» RECORDS SUPPLIED
* * * * * * * * *
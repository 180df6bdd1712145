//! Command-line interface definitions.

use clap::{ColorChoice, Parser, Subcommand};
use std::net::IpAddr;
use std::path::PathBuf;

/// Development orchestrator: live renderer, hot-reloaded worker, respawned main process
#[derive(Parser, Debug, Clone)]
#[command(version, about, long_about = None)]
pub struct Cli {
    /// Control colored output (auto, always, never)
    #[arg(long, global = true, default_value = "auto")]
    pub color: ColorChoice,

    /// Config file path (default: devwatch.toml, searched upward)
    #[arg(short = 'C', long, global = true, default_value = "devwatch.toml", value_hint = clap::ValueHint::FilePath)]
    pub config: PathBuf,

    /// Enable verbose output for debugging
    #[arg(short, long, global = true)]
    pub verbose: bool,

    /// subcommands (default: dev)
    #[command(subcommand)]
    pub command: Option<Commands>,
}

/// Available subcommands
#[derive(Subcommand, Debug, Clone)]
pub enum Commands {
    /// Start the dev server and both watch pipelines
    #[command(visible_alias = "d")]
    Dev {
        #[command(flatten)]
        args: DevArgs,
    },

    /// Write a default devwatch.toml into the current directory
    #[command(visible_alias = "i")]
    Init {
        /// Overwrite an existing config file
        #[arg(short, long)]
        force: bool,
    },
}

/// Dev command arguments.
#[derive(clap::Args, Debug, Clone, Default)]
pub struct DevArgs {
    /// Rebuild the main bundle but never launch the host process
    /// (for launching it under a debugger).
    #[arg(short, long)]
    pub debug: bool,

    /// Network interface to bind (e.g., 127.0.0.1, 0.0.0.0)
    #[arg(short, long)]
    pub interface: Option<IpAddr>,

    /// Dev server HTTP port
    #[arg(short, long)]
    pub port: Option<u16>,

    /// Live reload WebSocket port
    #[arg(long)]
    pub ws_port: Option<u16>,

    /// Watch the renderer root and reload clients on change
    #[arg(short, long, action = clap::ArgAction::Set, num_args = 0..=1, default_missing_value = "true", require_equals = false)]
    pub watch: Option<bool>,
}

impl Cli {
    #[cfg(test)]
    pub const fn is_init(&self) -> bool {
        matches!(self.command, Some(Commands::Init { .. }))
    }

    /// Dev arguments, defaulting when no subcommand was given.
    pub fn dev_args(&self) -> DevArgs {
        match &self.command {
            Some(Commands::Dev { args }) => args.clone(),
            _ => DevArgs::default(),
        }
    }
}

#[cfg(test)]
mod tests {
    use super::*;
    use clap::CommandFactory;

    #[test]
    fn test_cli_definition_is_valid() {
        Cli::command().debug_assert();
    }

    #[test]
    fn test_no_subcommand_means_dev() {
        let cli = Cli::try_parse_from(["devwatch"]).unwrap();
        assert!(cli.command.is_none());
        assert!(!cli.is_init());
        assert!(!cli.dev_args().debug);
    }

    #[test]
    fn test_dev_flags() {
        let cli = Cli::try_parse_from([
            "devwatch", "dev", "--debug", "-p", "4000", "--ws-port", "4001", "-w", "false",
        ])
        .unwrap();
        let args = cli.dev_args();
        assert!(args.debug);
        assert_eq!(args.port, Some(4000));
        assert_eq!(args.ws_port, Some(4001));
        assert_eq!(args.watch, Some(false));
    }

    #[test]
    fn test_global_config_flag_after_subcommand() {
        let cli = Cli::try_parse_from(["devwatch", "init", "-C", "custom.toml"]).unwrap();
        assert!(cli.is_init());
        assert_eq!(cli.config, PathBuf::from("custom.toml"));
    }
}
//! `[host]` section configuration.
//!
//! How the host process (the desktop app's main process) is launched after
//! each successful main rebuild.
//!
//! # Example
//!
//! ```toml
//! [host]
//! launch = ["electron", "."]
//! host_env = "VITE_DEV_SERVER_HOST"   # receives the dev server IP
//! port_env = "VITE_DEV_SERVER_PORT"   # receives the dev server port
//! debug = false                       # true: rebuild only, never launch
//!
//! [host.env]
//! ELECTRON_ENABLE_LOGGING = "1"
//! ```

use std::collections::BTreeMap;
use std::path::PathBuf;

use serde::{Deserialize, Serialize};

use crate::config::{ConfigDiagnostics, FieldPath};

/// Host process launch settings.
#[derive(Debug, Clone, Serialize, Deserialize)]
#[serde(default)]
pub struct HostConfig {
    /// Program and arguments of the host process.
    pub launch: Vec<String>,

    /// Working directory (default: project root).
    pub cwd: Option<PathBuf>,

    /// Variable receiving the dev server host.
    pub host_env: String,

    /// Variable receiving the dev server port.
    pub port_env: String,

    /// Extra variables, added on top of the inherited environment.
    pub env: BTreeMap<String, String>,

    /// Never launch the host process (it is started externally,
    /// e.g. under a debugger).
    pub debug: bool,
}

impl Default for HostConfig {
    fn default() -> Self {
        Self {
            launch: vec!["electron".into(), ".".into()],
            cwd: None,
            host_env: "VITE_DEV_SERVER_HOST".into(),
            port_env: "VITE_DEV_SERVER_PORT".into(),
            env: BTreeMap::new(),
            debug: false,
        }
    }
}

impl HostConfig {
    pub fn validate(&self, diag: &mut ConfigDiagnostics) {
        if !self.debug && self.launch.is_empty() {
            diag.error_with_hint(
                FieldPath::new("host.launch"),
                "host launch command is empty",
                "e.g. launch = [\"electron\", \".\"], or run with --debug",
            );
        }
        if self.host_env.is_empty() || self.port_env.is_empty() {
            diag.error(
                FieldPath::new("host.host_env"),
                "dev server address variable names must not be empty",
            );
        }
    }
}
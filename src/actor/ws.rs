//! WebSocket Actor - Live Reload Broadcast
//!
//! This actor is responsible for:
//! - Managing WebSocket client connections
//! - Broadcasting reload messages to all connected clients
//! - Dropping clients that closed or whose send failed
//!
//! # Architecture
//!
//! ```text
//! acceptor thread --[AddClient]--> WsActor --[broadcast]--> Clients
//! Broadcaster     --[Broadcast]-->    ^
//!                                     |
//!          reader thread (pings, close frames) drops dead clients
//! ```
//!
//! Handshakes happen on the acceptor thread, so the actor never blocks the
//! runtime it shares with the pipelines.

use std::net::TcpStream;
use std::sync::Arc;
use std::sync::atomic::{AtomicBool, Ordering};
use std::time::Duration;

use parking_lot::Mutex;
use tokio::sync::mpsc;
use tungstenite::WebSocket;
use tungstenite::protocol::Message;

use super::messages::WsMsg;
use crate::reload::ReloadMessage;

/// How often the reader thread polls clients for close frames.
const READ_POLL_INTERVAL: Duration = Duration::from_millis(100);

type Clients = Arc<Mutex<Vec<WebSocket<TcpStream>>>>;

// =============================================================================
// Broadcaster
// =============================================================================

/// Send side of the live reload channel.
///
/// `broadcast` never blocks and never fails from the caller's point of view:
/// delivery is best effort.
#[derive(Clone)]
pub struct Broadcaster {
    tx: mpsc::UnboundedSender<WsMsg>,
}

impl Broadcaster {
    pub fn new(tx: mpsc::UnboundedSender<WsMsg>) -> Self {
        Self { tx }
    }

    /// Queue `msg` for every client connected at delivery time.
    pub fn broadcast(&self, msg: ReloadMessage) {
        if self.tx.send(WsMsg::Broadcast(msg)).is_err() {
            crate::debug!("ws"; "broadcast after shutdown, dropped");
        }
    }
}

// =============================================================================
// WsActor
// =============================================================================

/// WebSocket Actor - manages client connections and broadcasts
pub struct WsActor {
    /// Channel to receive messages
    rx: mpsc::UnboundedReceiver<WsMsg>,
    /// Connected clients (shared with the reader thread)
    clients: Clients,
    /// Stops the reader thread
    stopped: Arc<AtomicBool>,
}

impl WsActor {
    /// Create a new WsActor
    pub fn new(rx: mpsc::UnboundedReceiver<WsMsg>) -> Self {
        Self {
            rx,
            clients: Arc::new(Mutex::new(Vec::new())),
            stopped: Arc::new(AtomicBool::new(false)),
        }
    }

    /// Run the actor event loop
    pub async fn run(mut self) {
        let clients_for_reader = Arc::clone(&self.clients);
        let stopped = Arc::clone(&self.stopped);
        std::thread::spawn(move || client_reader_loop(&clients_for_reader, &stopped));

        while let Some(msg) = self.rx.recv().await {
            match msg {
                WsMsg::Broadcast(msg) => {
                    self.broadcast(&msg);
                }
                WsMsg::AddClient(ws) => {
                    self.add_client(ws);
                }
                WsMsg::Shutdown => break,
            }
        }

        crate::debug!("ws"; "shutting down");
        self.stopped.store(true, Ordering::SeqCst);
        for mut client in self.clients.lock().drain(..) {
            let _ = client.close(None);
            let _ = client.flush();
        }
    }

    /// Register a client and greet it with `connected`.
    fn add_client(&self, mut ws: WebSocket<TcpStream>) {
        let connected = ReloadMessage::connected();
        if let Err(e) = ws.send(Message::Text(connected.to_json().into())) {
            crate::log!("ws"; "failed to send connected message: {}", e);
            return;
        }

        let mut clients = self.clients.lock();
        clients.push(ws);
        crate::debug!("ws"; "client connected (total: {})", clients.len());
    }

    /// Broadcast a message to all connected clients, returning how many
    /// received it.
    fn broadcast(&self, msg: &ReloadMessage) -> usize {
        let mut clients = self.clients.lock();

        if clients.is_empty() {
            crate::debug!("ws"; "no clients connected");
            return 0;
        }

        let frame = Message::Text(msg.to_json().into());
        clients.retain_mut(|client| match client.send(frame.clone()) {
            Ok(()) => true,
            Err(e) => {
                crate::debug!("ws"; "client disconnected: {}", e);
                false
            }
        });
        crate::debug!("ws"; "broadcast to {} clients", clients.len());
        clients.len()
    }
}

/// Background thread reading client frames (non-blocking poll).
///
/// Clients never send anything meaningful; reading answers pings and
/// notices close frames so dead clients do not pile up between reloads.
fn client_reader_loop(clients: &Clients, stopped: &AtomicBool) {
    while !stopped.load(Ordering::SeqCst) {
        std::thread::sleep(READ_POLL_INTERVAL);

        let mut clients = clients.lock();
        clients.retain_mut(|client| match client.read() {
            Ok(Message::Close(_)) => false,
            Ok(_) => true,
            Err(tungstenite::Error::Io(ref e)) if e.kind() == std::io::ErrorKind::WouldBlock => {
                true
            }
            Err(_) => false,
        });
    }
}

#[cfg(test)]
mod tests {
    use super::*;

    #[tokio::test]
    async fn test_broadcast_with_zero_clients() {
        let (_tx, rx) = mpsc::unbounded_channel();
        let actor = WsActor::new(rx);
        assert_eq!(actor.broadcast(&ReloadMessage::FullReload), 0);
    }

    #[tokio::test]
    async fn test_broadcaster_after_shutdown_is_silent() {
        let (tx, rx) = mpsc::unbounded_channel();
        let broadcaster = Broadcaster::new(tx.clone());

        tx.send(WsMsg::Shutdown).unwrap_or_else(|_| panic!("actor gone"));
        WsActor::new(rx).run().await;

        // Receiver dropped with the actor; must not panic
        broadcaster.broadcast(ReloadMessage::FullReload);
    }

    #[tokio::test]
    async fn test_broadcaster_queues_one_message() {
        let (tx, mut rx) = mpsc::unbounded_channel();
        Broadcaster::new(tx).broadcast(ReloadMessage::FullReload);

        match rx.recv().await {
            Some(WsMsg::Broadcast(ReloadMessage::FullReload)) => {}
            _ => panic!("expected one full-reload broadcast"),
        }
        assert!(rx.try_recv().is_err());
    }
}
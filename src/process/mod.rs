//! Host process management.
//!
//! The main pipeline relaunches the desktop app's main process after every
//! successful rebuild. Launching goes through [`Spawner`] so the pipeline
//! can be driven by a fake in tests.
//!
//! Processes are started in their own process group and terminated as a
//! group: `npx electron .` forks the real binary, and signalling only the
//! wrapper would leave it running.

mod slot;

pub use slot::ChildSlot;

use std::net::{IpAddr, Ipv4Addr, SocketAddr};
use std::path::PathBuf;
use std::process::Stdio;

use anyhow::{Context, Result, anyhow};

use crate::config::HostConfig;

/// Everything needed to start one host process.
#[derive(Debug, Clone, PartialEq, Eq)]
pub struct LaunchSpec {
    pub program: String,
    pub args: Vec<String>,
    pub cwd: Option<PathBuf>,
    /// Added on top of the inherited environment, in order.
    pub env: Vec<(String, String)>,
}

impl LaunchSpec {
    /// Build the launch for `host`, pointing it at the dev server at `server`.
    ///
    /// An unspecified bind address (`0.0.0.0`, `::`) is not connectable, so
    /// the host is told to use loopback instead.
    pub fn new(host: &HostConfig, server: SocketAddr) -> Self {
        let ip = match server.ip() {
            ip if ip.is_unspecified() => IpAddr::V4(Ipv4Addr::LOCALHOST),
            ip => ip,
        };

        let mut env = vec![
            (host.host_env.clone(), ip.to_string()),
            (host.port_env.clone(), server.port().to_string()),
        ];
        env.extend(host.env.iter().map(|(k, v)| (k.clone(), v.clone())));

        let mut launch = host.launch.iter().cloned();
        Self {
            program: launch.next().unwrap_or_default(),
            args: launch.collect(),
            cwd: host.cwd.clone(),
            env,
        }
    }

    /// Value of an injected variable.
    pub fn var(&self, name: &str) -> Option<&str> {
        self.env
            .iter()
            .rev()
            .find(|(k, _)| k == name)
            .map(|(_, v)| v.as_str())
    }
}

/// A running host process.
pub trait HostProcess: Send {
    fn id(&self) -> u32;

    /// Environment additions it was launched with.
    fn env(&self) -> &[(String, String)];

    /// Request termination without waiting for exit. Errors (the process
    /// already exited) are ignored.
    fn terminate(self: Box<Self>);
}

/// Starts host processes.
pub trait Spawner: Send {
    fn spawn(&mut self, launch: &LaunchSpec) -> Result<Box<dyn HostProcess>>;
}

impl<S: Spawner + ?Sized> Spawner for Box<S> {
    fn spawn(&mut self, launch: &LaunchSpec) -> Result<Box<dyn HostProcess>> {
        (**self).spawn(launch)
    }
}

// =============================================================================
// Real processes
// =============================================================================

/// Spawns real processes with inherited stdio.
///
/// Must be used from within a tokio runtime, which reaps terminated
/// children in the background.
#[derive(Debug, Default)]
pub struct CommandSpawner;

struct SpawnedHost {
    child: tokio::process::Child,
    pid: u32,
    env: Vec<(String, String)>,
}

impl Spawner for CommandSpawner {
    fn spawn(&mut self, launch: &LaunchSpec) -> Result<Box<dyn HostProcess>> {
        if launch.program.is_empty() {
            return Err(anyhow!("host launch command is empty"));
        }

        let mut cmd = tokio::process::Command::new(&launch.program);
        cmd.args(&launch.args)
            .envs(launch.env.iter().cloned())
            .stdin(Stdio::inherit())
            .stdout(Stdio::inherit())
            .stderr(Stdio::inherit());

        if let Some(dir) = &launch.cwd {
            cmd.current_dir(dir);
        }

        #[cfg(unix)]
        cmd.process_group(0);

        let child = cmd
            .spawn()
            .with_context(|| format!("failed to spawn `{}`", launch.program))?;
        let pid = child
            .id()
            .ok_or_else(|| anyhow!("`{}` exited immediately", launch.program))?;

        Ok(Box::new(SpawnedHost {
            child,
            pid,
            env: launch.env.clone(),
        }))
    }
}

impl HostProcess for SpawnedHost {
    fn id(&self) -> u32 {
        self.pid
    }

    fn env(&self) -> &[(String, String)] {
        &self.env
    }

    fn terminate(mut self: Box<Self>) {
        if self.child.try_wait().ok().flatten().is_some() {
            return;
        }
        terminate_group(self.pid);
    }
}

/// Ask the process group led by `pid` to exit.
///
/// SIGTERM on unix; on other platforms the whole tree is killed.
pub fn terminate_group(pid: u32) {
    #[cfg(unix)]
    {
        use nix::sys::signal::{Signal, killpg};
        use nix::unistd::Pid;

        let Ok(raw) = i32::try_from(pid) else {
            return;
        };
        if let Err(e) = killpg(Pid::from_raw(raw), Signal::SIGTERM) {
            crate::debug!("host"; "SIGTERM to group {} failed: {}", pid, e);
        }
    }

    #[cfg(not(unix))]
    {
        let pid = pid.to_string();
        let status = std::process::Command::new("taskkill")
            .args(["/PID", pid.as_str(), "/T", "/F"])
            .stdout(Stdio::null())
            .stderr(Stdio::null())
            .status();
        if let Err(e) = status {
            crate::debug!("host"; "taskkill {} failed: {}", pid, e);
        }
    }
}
* * * * * * * * *
» WHAT IS NEEDED
Scan the material for "cloned" and copy the lines that hold it.

» OUTPUT BELOW
        let mut launch = host.launch.iter().cloned();
            .envs(launch.env.iter().cloned())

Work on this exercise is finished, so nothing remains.